*** Block opens ***

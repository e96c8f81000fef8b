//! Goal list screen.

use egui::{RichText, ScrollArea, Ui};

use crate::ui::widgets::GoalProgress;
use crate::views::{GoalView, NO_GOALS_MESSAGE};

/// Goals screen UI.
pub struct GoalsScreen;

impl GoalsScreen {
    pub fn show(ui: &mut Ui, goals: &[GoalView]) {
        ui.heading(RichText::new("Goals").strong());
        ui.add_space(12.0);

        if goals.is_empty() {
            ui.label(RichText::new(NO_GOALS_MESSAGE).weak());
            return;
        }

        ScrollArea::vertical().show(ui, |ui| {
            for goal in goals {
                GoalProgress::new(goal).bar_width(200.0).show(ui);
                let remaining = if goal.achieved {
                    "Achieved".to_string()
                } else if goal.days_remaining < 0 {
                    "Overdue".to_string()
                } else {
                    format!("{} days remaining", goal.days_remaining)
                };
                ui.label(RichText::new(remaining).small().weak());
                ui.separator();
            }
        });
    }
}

*** Block closes ***
*** Block opens ***

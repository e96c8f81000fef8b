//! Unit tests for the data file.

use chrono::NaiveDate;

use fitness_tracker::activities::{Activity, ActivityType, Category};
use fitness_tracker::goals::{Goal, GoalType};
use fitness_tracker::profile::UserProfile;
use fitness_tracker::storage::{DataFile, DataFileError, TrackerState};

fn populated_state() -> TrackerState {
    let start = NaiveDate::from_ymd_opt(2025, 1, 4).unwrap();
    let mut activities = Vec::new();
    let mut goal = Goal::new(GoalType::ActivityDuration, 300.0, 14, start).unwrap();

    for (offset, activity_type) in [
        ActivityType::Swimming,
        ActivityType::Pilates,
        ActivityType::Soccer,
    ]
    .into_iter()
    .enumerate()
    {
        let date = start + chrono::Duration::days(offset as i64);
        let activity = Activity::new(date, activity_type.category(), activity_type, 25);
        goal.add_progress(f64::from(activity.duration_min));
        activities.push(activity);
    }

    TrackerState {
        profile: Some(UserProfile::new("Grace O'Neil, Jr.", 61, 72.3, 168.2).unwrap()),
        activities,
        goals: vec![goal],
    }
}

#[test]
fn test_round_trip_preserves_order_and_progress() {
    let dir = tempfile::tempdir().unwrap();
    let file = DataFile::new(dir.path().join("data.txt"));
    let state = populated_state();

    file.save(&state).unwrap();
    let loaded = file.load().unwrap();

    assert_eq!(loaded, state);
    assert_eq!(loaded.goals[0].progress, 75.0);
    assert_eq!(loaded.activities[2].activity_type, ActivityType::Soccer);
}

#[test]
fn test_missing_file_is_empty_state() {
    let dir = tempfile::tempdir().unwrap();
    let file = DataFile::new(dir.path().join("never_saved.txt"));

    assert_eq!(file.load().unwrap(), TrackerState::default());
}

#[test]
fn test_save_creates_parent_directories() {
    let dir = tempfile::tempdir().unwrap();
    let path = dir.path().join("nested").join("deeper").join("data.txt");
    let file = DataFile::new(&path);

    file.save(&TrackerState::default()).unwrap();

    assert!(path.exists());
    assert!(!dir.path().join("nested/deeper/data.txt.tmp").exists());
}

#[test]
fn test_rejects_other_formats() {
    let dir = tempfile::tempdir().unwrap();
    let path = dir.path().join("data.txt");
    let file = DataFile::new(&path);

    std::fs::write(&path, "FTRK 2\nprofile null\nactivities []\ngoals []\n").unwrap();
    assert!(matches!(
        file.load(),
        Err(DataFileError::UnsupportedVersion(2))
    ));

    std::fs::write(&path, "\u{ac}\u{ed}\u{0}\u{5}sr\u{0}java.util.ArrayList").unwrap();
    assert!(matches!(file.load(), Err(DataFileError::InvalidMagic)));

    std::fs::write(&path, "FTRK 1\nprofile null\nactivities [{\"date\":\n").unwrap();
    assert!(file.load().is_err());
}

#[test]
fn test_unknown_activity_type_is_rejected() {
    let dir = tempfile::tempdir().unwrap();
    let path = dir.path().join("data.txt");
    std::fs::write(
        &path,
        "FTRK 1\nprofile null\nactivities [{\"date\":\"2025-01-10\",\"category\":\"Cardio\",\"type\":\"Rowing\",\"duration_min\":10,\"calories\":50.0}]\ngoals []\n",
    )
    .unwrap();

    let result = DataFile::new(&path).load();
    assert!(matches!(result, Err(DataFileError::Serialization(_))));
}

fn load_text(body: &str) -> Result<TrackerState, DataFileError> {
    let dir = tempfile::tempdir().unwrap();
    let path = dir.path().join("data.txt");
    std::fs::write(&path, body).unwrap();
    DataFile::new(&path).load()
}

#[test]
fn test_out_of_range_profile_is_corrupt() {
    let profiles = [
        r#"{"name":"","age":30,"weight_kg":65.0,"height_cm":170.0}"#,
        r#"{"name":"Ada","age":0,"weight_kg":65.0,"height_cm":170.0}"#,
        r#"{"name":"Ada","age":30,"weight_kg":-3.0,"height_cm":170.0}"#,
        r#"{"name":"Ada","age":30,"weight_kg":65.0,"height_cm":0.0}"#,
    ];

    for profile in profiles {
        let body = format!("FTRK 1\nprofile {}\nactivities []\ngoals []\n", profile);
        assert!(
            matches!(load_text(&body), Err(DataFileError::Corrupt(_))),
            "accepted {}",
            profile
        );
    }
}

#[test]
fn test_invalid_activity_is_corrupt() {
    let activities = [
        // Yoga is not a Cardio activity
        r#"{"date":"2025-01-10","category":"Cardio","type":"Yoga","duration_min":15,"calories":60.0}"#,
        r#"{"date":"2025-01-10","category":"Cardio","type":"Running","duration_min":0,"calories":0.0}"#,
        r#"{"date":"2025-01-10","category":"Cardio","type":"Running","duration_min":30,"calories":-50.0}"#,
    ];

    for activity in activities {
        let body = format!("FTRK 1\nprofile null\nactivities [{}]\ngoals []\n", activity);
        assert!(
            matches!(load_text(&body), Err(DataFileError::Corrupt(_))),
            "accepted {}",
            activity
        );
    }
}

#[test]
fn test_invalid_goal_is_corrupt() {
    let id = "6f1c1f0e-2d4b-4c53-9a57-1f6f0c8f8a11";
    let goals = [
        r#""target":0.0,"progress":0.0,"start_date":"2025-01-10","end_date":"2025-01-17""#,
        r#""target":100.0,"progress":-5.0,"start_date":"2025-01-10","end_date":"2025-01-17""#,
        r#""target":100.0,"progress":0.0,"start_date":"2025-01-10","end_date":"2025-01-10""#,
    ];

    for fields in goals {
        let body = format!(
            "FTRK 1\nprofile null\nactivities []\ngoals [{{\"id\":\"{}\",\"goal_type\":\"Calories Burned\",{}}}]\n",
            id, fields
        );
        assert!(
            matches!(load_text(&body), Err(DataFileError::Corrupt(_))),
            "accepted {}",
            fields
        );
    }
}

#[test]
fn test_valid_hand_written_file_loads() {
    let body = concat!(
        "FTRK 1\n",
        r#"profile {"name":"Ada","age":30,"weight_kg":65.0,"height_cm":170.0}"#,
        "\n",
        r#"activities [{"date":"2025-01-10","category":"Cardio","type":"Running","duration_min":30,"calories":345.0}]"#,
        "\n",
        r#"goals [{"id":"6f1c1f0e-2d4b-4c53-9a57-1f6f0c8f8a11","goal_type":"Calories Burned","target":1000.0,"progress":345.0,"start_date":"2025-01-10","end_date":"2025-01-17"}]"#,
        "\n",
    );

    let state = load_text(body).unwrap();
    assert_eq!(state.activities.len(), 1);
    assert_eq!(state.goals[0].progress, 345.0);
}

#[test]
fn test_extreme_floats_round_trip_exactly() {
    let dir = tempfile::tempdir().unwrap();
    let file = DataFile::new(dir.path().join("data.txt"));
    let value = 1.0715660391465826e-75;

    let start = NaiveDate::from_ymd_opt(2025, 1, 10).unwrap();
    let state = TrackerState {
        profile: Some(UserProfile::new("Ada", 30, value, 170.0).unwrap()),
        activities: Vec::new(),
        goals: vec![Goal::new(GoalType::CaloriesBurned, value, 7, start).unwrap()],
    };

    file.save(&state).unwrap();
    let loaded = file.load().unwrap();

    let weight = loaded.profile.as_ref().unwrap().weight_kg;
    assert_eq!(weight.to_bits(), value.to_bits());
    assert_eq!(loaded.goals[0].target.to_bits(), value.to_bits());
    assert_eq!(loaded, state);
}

*** Block closes ***
*** Block opens ***

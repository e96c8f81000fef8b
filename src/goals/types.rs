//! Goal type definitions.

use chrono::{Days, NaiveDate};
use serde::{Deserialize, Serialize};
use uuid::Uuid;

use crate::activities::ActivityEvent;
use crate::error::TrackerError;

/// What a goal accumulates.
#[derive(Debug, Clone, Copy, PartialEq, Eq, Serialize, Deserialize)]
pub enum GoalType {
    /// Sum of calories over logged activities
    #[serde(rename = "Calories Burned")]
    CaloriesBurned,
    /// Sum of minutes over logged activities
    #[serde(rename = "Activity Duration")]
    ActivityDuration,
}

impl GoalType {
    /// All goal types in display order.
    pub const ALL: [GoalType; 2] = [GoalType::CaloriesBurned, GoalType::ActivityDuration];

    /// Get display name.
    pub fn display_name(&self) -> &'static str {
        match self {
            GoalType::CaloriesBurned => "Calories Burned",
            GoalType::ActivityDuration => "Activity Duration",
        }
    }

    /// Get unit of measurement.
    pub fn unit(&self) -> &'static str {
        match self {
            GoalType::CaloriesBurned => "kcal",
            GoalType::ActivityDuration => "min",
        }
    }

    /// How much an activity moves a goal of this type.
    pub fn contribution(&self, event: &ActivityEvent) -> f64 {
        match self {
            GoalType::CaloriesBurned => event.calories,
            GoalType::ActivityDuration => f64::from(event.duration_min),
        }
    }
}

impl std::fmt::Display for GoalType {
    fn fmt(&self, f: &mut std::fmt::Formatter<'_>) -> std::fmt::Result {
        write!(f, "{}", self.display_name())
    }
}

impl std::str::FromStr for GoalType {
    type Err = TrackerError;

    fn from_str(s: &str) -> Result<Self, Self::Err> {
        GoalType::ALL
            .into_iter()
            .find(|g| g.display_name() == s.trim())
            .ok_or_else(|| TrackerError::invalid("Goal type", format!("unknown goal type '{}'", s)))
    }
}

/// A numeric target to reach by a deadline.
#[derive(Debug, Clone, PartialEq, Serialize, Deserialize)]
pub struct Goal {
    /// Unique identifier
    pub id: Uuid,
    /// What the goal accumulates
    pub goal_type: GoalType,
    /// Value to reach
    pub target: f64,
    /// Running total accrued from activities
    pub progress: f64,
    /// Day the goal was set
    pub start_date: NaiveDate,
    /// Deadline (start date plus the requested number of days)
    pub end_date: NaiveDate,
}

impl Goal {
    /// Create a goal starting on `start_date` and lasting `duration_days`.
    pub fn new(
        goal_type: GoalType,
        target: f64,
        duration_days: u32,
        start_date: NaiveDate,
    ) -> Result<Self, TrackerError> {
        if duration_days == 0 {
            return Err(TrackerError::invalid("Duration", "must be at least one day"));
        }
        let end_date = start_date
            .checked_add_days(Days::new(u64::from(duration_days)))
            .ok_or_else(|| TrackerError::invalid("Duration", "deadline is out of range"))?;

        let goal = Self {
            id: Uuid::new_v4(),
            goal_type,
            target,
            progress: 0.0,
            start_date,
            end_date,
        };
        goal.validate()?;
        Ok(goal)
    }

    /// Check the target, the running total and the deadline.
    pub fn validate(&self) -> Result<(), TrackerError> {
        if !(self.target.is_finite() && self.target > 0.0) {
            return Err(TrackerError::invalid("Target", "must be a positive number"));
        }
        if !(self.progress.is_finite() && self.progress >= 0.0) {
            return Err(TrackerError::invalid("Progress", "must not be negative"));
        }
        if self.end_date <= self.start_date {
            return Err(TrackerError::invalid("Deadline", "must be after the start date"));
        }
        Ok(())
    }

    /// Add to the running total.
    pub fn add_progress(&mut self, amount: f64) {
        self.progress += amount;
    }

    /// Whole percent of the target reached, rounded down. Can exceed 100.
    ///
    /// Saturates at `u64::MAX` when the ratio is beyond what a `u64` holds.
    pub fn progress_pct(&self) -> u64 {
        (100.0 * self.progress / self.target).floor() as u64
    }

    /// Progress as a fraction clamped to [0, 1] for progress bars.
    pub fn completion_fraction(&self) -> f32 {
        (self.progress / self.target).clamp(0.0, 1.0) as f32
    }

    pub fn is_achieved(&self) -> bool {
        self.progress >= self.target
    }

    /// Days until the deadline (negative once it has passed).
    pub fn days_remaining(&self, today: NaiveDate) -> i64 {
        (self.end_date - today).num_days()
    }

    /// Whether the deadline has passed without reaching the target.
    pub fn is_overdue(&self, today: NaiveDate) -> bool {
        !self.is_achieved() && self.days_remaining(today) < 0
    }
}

*** Block closes ***

== Exercise ==
What you give back should be only the lines of the records above, starting at the line with "use uuid::Uuid;" and ending at the line with "in display order.", restated word for word.

== Output ==
use uuid::Uuid;

use crate::activities::ActivityEvent;
use crate::error::TrackerError;

/// What a goal accumulates.
#[derive(Debug, Clone, Copy, PartialEq, Eq, Serialize, Deserialize)]
pub enum GoalType {
    /// Sum of calories over logged activities
    #[serde(rename = "Calories Burned")]
    CaloriesBurned,
    /// Sum of minutes over logged activities
    #[serde(rename = "Activity Duration")]
    ActivityDuration,
}

impl GoalType {
    /// All goal types in display order.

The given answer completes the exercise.